* **Material to process**:
☆ ☆ ☆ ☆
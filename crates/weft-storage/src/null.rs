//! The store used when no database is configured.
//!
//! Accepts everything and keeps nothing, so the rest of the pipeline
//! (acks, broadcasts, queue deletes) behaves identically with or without
//! a database behind it.

use async_trait::async_trait;

use weft_core::QueueMessage;

use crate::error::StorageResult;
use crate::store::{MessageStore, UserActivityRecord};

/// A no-op message store.
#[derive(Debug, Clone, Copy, Default)]
pub struct NullStore;

impl NullStore {
    /// Create a null store.
    #[must_use]
    pub fn new() -> Self {
        Self
    }
}

#[async_trait]
impl MessageStore for NullStore {
    async fn insert_messages(
        &self,
        batch: &[QueueMessage],
    ) -> StorageResult<Vec<QueueMessage>> {
        Ok(batch.to_vec())
    }

    async fn upsert_activity(&self, _records: &[UserActivityRecord]) -> StorageResult<()> {
        Ok(())
    }
}
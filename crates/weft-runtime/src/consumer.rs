//! The partitioned queue consumer pool.
//!
//! Each assigned room is long-polled by exactly one worker; rooms are
//! spread round-robin over a fixed-size pool so a node owning many rooms
//! does not spawn a task per room. A received message is broadcast,
//! handed to the batch writer and only then acknowledged; every failure
//! leaves it on the queue for redelivery after the visibility timeout.

use std::sync::{Arc, Mutex};
use std::time::Duration;
use tokio::task::JoinHandle;
use tokio_util::sync::CancellationToken;
use tracing::{debug, error, info, warn};

use weft_config::{ConsumerSection, QueueSection};
use weft_core::{QueueMessage, RoomId};
use weft_queue::{MessageQueue, QueueUrlCache, ReceivedMessage};
use weft_session::Broadcaster;
use weft_storage::BatchWriter;
use weft_telemetry::FabricMetrics;

/// Idle sleep between sweeps when no room produced anything.
const IDLE_SLEEP: Duration = Duration::from_millis(100);

/// Long-polls the room queues this node owns.
pub struct ConsumerPool {
    queue: Arc<dyn MessageQueue>,
    urls: Arc<QueueUrlCache>,
    naming: QueueSection,
    config: ConsumerSection,
    broadcaster: Arc<Broadcaster>,
    writer: Arc<BatchWriter>,
    metrics: Arc<FabricMetrics>,
    shutdown: CancellationToken,
    workers: Mutex<Vec<JoinHandle<()>>>,
}

impl ConsumerPool {
    /// Create an idle pool; [`start`](Self::start) spawns the workers.
    #[must_use]
    #[allow(clippy::too_many_arguments)]
    pub fn new(
        queue: Arc<dyn MessageQueue>,
        urls: Arc<QueueUrlCache>,
        naming: QueueSection,
        config: ConsumerSection,
        broadcaster: Arc<Broadcaster>,
        writer: Arc<BatchWriter>,
        metrics: Arc<FabricMetrics>,
    ) -> Self {
        Self {
            queue,
            urls,
            naming,
            config,
            broadcaster,
            writer,
            metrics,
            shutdown: CancellationToken::new(),
            workers: Mutex::new(Vec::new()),
        }
    }

    /// Spawn `min(threads, assigned rooms)` workers, each owning a
    /// disjoint round-robin slice of the assigned rooms.
    pub fn start(&self, assigned: &[RoomId]) {
        if assigned.is_empty() {
            info!("no rooms assigned; consumer pool idle");
            return;
        }
        let worker_count = self.config.threads.min(assigned.len());
        info!(
            workers = worker_count,
            rooms = assigned.len(),
            "starting consumer pool"
        );

        let mut handles = self.workers.lock().unwrap_or_else(|e| e.into_inner());
        for index in 0..worker_count {
            let rooms: Vec<RoomId> = assigned
                .iter()
                .enumerate()
                .filter(|(i, _)| i % worker_count == index)
                .map(|(_, room)| *room)
                .collect();
            let worker = Worker {
                queue: Arc::clone(&self.queue),
                urls: Arc::clone(&self.urls),
                naming: self.naming.clone(),
                max_messages: self.config.max_messages,
                wait_time: Duration::from_secs(self.config.wait_time_secs),
                visibility_timeout: Duration::from_secs(self.config.visibility_timeout_secs),
                broadcaster: Arc::clone(&self.broadcaster),
                writer: Arc::clone(&self.writer),
                metrics: Arc::clone(&self.metrics),
            };
            let shutdown = self.shutdown.clone();
            handles.push(tokio::spawn(async move {
                debug!(worker = index, rooms = rooms.len(), "consumer worker started");
                worker.run(&rooms, shutdown).await;
                debug!(worker = index, "consumer worker stopped");
            }));
        }
    }

    /// Signal the workers and wait for them to exit.
    pub async fn shutdown(&self) {
        self.shutdown.cancel();
        let handles: Vec<JoinHandle<()>> = {
            let mut workers = self.workers.lock().unwrap_or_else(|e| e.into_inner());
            workers.drain(..).collect()
        };
        for handle in handles {
            if handle.await.is_err() {
                warn!("consumer worker panicked during shutdown");
            }
        }
    }
}

impl std::fmt::Debug for ConsumerPool {
    fn fmt(&self, f: &mut std::fmt::Formatter<'_>) -> std::fmt::Result {
        f.debug_struct("ConsumerPool")
            .field("threads", &self.config.threads)
            .finish()
    }
}

struct Worker {
    queue: Arc<dyn MessageQueue>,
    urls: Arc<QueueUrlCache>,
    naming: QueueSection,
    max_messages: u32,
    wait_time: Duration,
    visibility_timeout: Duration,
    broadcaster: Arc<Broadcaster>,
    writer: Arc<BatchWriter>,
    metrics: Arc<FabricMetrics>,
}

impl Worker {
    async fn run(&self, rooms: &[RoomId], shutdown: CancellationToken) {
        loop {
            if shutdown.is_cancelled() {
                return;
            }
            let mut produced = false;
            for room in rooms {
                if shutdown.is_cancelled() {
                    return;
                }
                produced |= self.poll_room(*room, &shutdown).await;
            }
            if !produced {
                tokio::select! {
                    () = shutdown.cancelled() => return,
                    () = tokio::time::sleep(IDLE_SLEEP) => {},
                }
            }
        }
    }

    /// Poll one room once. Returns whether any message arrived.
    async fn poll_room(&self, room: RoomId, shutdown: &CancellationToken) -> bool {
        let name = self.naming.queue_name(room);
        // A queue that does not resolve yet is skipped, not fatal; the
        // URL cache retries on its own schedule.
        let Some(url) = self.urls.get(&name).await else {
            return false;
        };

        let received = tokio::select! {
            () = shutdown.cancelled() => return false,
            received = self.queue.receive(
                &url,
                self.max_messages,
                self.wait_time,
                self.visibility_timeout,
            ) => received,
        };

        match received {
            Ok(messages) => {
                let produced = !messages.is_empty();
                for message in messages {
                    self.process(&url, message).await;
                }
                produced
            },
            Err(e) => {
                warn!(room = %room, error = %e, "receive failed");
                self.metrics.consumer_failed.hit();
                false
            },
        }
    }

    async fn process(&self, url: &str, received: ReceivedMessage) {
        let message: QueueMessage = match serde_json::from_str(&received.body) {
            Ok(message) => message,
            Err(e) => {
                // Unparseable payload: leave it for redelivery rather
                // than guessing; operators see the counter climb.
                error!(error = %e, "undeserializable queue message");
                self.metrics.consumer_failed.hit();
                return;
            },
        };

        // Fanout is best-effort; persistence decides the ack.
        self.broadcaster.broadcast(&message);

        if self.writer.enqueue(message) {
            match self.queue.delete(url, &received.receipt_handle).await {
                Ok(()) => self.metrics.consumer_processed.hit(),
                Err(e) => {
                    warn!(error = %e, "delete failed; message will be redelivered");
                    self.metrics.consumer_failed.hit();
                },
            }
        } else {
            // Buffer full: no ack, the queue redelivers after the
            // visibility timeout.
            debug!("batch writer rejected message; leaving on queue");
            self.metrics.consumer_failed.hit();
        }
    }
}

#[cfg(test)]
mod tests {
    use super::*;
    use std::time::Duration;
    use weft_config::{BatchWriterSection, DlqSection};
    use weft_core::{ChatFrame, NodeId};
    use weft_queue::InMemoryQueue;
    use weft_session::testing::RecordingSink;
    use weft_session::{Session, SessionRegistry, WriteSerializer};
    use weft_storage::{DeadLetterSink, InMemoryStore};

    fn naming() -> QueueSection {
        QueueSection {
            prefix: "weft-room-".to_owned(),
            fifo_enabled: false,
            url_retry_ms: 60_000,
        }
    }

    fn consumer_section() -> ConsumerSection {
        ConsumerSection {
            threads: 2,
            max_messages: 10,
            wait_time_secs: 1,
            visibility_timeout_secs: 1,
        }
    }

    fn message(room: u32, text: &str) -> QueueMessage {
        let frame = ChatFrame {
            user_id: "42".to_owned(),
            username: "alice".to_owned(),
            message: text.to_owned(),
            timestamp: "2025-01-01T00:00:00Z".to_owned(),
            message_type: "TEXT".to_owned(),
        };
        QueueMessage::from_frame(&frame, RoomId(room), NodeId::new("node-a"), "10.0.0.1")
    }

    struct Fixture {
        pool: ConsumerPool,
        queue: Arc<InMemoryQueue>,
        store: Arc<InMemoryStore>,
        registry: Arc<SessionRegistry>,
        metrics: Arc<FabricMetrics>,
    }

    fn fixture(writer_section: &BatchWriterSection) -> Fixture {
        let queue = Arc::new(InMemoryQueue::new());
        queue.create_queue("weft-room-1");
        queue.create_queue("weft-db-failures");
        let store = Arc::new(InMemoryStore::new());
        let metrics = Arc::new(FabricMetrics::default());
        let registry = Arc::new(SessionRegistry::new());
        let serializer = Arc::new(WriteSerializer::new(
            Arc::clone(&registry),
            4,
            Arc::clone(&metrics),
        ));
        let urls = Arc::new(QueueUrlCache::new(
            Arc::clone(&queue) as Arc<dyn MessageQueue>,
            Duration::from_secs(60),
        ));
        let dead_letter = Arc::new(DeadLetterSink::new(
            Arc::clone(&queue) as Arc<dyn MessageQueue>,
            Arc::clone(&urls),
            &DlqSection {
                enabled: true,
                queue_name: "weft-db-failures".to_owned(),
            },
            Arc::clone(&metrics),
        ));
        let writer = Arc::new(BatchWriter::new(
            Arc::clone(&store) as Arc<dyn weft_storage::MessageStore>,
            dead_letter,
            writer_section,
            Arc::clone(&metrics),
        ));
        let broadcaster = Arc::new(Broadcaster::new(
            Arc::clone(&registry),
            serializer,
            false,
            Arc::clone(&metrics),
        ));
        let pool = ConsumerPool::new(
            Arc::clone(&queue) as Arc<dyn MessageQueue>,
            urls,
            naming(),
            consumer_section(),
            broadcaster,
            Arc::clone(&writer),
            Arc::clone(&metrics),
        );
        writer.start();
        Fixture {
            pool,
            queue,
            store,
            registry,
            metrics,
        }
    }

    fn writer_section(size: usize, buffer: usize) -> BatchWriterSection {
        BatchWriterSection {
            size,
            flush_ms: 50,
            buffer_capacity: buffer,
        }
    }

    async fn publish(queue: &InMemoryQueue, msg: &QueueMessage) {
        let url = queue.get_url("weft-room-1").await.unwrap();
        queue
            .send(
                &url,
                serde_json::to_string(msg).unwrap(),
                "1",
                &msg.message_id.to_string(),
            )
            .await
            .unwrap();
    }

    #[tokio::test]
    async fn test_consume_broadcast_persist_ack() {
        let f = fixture(&writer_section(1, 100));
        let sink = Arc::new(RecordingSink::new());
        let session = Arc::new(Session::new(
            RoomId(1),
            "10.0.0.2:6000",
            100,
            Box::new(Arc::clone(&sink)),
        ));
        f.registry.add(session);

        let msg = message(1, "hello");
        publish(&f.queue, &msg).await;

        f.pool.start(&[RoomId(1)]);
        tokio::time::sleep(Duration::from_millis(400)).await;
        f.pool.shutdown().await;

        // Broadcast reached the room.
        let frames = sink.frames();
        assert_eq!(frames.len(), 1);
        let envelope: QueueMessage = serde_json::from_str(&frames[0]).unwrap();
        assert_eq!(envelope.message, "hello");

        // Persisted and acked: the queue is empty, the store is not.
        assert!(f.store.contains(msg.message_id));
        assert_eq!(f.metrics.consumer_processed.get(), 1);
        let url = f.queue.get_url("weft-room-1").await.unwrap();
        let attrs = f.queue.get_attributes(&url).await.unwrap();
        assert_eq!(attrs.approx_messages, 0);
        assert_eq!(attrs.approx_not_visible, 0);
    }

    #[tokio::test]
    async fn test_redelivered_message_persisted_once() {
        let f = fixture(&writer_section(1, 100));
        let msg = message(1, "dup");

        // Simulate queue redelivery: same body, distinct dedup ids so the
        // in-memory queue accepts both copies.
        let url = f.queue.get_url("weft-room-1").await.unwrap();
        for attempt in 0..2 {
            f.queue
                .send(
                    &url,
                    serde_json::to_string(&msg).unwrap(),
                    "1",
                    &format!("{}-{attempt}", msg.message_id),
                )
                .await
                .unwrap();
        }

        f.pool.start(&[RoomId(1)]);
        tokio::time::sleep(Duration::from_millis(400)).await;
        f.pool.shutdown().await;

        assert_eq!(f.store.message_count(), 1, "idempotent on message id");
        let row = f.store.activity("42", RoomId(1)).unwrap();
        assert_eq!(row.message_count, 1, "activity counted once");
    }

    #[tokio::test]
    async fn test_writer_rejection_leaves_message_on_queue() {
        // A writer that can hold one message and never flushes in time,
        // plus a stalled store, so the second message gets rejected.
        let f = fixture(&writer_section(1, 1));
        f.store.set_insert_delay(Duration::from_millis(500));

        publish(&f.queue, &message(1, "first")).await;
        publish(&f.queue, &message(1, "second")).await;
        publish(&f.queue, &message(1, "third")).await;

        f.pool.start(&[RoomId(1)]);
        tokio::time::sleep(Duration::from_millis(300)).await;
        f.pool.shutdown().await;

        let url = f.queue.get_url("weft-room-1").await.unwrap();
        let attrs = f.queue.get_attributes(&url).await.unwrap();
        let still_queued = attrs.approx_messages + attrs.approx_not_visible;
        assert!(
            still_queued >= 1,
            "rejected message must remain for redelivery"
        );
        assert!(f.metrics.batch_writer.dropped.get() >= 1);
    }

    #[tokio::test]
    async fn test_unknown_queue_url_is_skipped() {
        let f = fixture(&writer_section(1, 100));
        // Room 9 has no queue; the pool must keep running regardless.
        f.pool.start(&[RoomId(9)]);
        tokio::time::sleep(Duration::from_millis(200)).await;
        f.pool.shutdown().await;
        assert_eq!(f.metrics.consumer_processed.get(), 0);
    }
}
☆ ☆ ☆ ☆
* **Exercise requirements**:
Retrieve all lines from the data that contain the string "when".

* **Written solution**:
//! The store used when no database is configured.
/// Idle sleep between sweeps when no room produced anything.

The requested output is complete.